### Task objective
Which lines run from the start of the data below to the line containing "let err = js_sys::Error::new(message);"? Set them down exactly, with none added.

### Stored items
------------

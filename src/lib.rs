pub mod catalog;
pub mod error;
pub mod graph;
pub mod ir;
pub mod text;

use wasm_bindgen::prelude::*;

use catalog::{CatalogRows, Dialect};
use error::SchemaError;
use graph::{Normalizer, SchemaGraph};
use ir::{DetailLevel, GraphIR};

/// Initialize panic hook for better error messages in WASM
#[wasm_bindgen(start)]
pub fn init() {
    #[cfg(target_arch = "wasm32")]
    console_error_panic_hook::set_once();
}

/// A JS `Error` whose `name` is the machine-readable kind.
fn js_error(name: &str, message: &str) -> JsValue {
    let err = js_sys::Error::new(message);
    err.set_name(name);
    err.into()
}

fn schema_error(err: SchemaError) -> JsValue {
    js_error(err.kind().as_str(), &err.to_string())
}

fn json_string<T: serde::Serialize>(value: &T) -> Result<String, JsValue> {
    serde_json::to_string(value).map_err(|e| js_error("SerializationError", &e.to_string()))
}

fn build_graph(
    catalog: &str,
    dialect: Option<String>,
    schema: Option<String>,
) -> Result<SchemaGraph, JsValue> {
    let dialect = match dialect.as_deref() {
        Some(name) => Dialect::from_str(name)
            .ok_or_else(|| js_error("InvalidOptionError", &format!("unknown dialect: {name}")))?,
        None => Dialect::default(),
    };

    let mut rows: CatalogRows = serde_json::from_str(catalog)
        .map_err(|e| js_error("CatalogFormatError", &e.to_string()))?;
    if let Some(schema) = schema.as_deref() {
        rows.qualify(schema);
    }

    Normalizer::new(dialect)
        .normalize_rows(&rows)
        .map_err(schema_error)
}

fn parse_detail(detail: Option<&str>) -> Result<DetailLevel, String> {
    match detail {
        Some(name) => {
            DetailLevel::from_str(name).ok_or_else(|| format!("unknown detail level: {name}"))
        }
        None => Ok(DetailLevel::All),
    }
}

fn project(graph: &SchemaGraph, detail: Option<String>) -> Result<GraphIR, JsValue> {
    let detail =
        parse_detail(detail.as_deref()).map_err(|msg| js_error("InvalidOptionError", &msg))?;
    Ok(GraphIR::from_graph(graph, None, detail))
}

/// Normalize catalog rows JSON into schema graph JSON
#[wasm_bindgen(js_name = "normalizeCatalog")]
pub fn normalize_catalog(
    catalog: &str,
    dialect: Option<String>,
    schema: Option<String>,
) -> Result<String, JsValue> {
    let graph = build_graph(catalog, dialect, schema)?;
    json_string(&graph)
}

/// Normalize catalog rows JSON straight into diagram IR JSON
#[wasm_bindgen(js_name = "catalogToIr")]
pub fn catalog_to_ir(
    catalog: &str,
    dialect: Option<String>,
    schema: Option<String>,
    detail: Option<String>,
) -> Result<String, JsValue> {
    let graph = build_graph(catalog, dialect, schema)?;
    json_string(&project(&graph, detail)?)
}

/// A normalized graph held across editor actions.
#[wasm_bindgen]
pub struct SchemaEditor {
    graph: SchemaGraph,
}

#[wasm_bindgen]
impl SchemaEditor {
    #[wasm_bindgen(constructor)]
    pub fn new(
        catalog: &str,
        dialect: Option<String>,
        schema: Option<String>,
    ) -> Result<SchemaEditor, JsValue> {
        let graph = build_graph(catalog, dialect, schema)?;
        Ok(Self { graph })
    }

    #[wasm_bindgen(js_name = "addReference")]
    pub fn add_reference(
        &mut self,
        referencing_table: &str,
        referencing_column: &str,
        target_table: &str,
        target_column: &str,
        constraint_name: &str,
    ) -> Result<(), JsValue> {
        self.graph
            .add_reference(
                referencing_table,
                referencing_column,
                target_table,
                target_column,
                constraint_name,
            )
            .map_err(schema_error)
    }

    #[wasm_bindgen(js_name = "removeReference")]
    pub fn remove_reference(
        &mut self,
        referencing_table: &str,
        referencing_column: &str,
        constraint_name: &str,
    ) -> Result<(), JsValue> {
        self.graph
            .remove_reference(referencing_table, referencing_column, constraint_name)
            .map(|_| ())
            .map_err(schema_error)
    }

    #[wasm_bindgen(js_name = "suggestConstraintName")]
    pub fn suggest_constraint_name(&self, table: &str, column: &str) -> Result<String, JsValue> {
        self.graph
            .suggest_constraint_name(table, column)
            .map_err(schema_error)
    }

    #[wasm_bindgen(js_name = "toJson")]
    pub fn to_json(&self) -> Result<String, JsValue> {
        json_string(&self.graph)
    }

    #[wasm_bindgen(js_name = "toIr")]
    pub fn to_ir(&self, detail: Option<String>) -> Result<String, JsValue> {
        json_string(&project(&self.graph, detail)?)
    }
}

#[cfg(test)]
mod tests {
    use super::*;

    const CATALOG: &str = r#"{
        "columns": [
            {"table_name": "customers", "column_name": "id", "data_type": "integer", "is_nullable": "NO"},
            {"table_name": "orders", "column_name": "id", "data_type": "integer", "is_nullable": "NO"},
            {"table_name": "orders", "column_name": "cust_id", "data_type": "integer", "is_nullable": "YES"}
        ],
        "constraints": [
            {"constraint_name": "customers_pkey", "table_name": "customers", "column_name": "id",
             "constraint_type": "PRIMARY KEY"},
            {"constraint_name": "orders_pkey", "table_name": "orders", "column_name": "id",
             "constraint_type": "PRIMARY KEY"},
            {"constraint_name": "orders_fk1", "table_name": "orders", "column_name": "cust_id",
             "constraint_type": "FOREIGN KEY", "foreign_table_name": "customers", "foreign_column_name": "id"}
        ]
    }"#;

    #[test]
    fn test_normalize_catalog_json() {
        let json = normalize_catalog(CATALOG, None, Some("public".into())).unwrap();
        let value: serde_json::Value = serde_json::from_str(&json).unwrap();

        assert_eq!(value["tables"][0]["name"], "public.customers");
        let edge = &value["tables"][1]["columns"][1]["references"][0];
        assert_eq!(edge["target_table"], "public.customers");
        assert_eq!(edge["constraint_name"], "orders_fk1");
    }

    #[test]
    fn test_detail_levels() {
        assert_eq!(parse_detail(None).unwrap(), DetailLevel::All);
        assert_eq!(parse_detail(Some("pk")).unwrap(), DetailLevel::Pk);
        assert_eq!(
            parse_detail(Some("columns")).unwrap_err(),
            "unknown detail level: columns"
        );
    }

    #[test]
    fn test_editor_round_trip() {
        let mut editor = SchemaEditor::new(CATALOG, Some("postgres".into()), None).unwrap();
        editor.remove_reference("orders", "cust_id", "orders_fk1").unwrap();
        assert_eq!(editor.suggest_constraint_name("orders", "cust_id").unwrap(), "orders_fk1");
        editor
            .add_reference("orders", "cust_id", "customers", "id", "orders_fk1")
            .unwrap();

        let ir: serde_json::Value = serde_json::from_str(&editor.to_ir(Some("pk_fk".into())).unwrap()).unwrap();
        assert_eq!(ir["edges"][0]["from_column"], "cust_id");
        assert_eq!(ir["nodes"][1]["columns"].as_array().unwrap().len(), 2);
    }
}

------------

### Expected answer
filename src/lib.rs
pub mod catalog;
pub mod error;
pub mod graph;
pub mod ir;
pub mod text;

use wasm_bindgen::prelude::*;

use catalog::{CatalogRows, Dialect};
use error::SchemaError;
use graph::{Normalizer, SchemaGraph};
use ir::{DetailLevel, GraphIR};

/// Initialize panic hook for better error messages in WASM
#[wasm_bindgen(start)]
pub fn init() {
    #[cfg(target_arch = "wasm32")]
    console_error_panic_hook::set_once();
}

/// A JS `Error` whose `name` is the machine-readable kind.
fn js_error(name: &str, message: &str) -> JsValue {
    let err = js_sys::Error::new(message);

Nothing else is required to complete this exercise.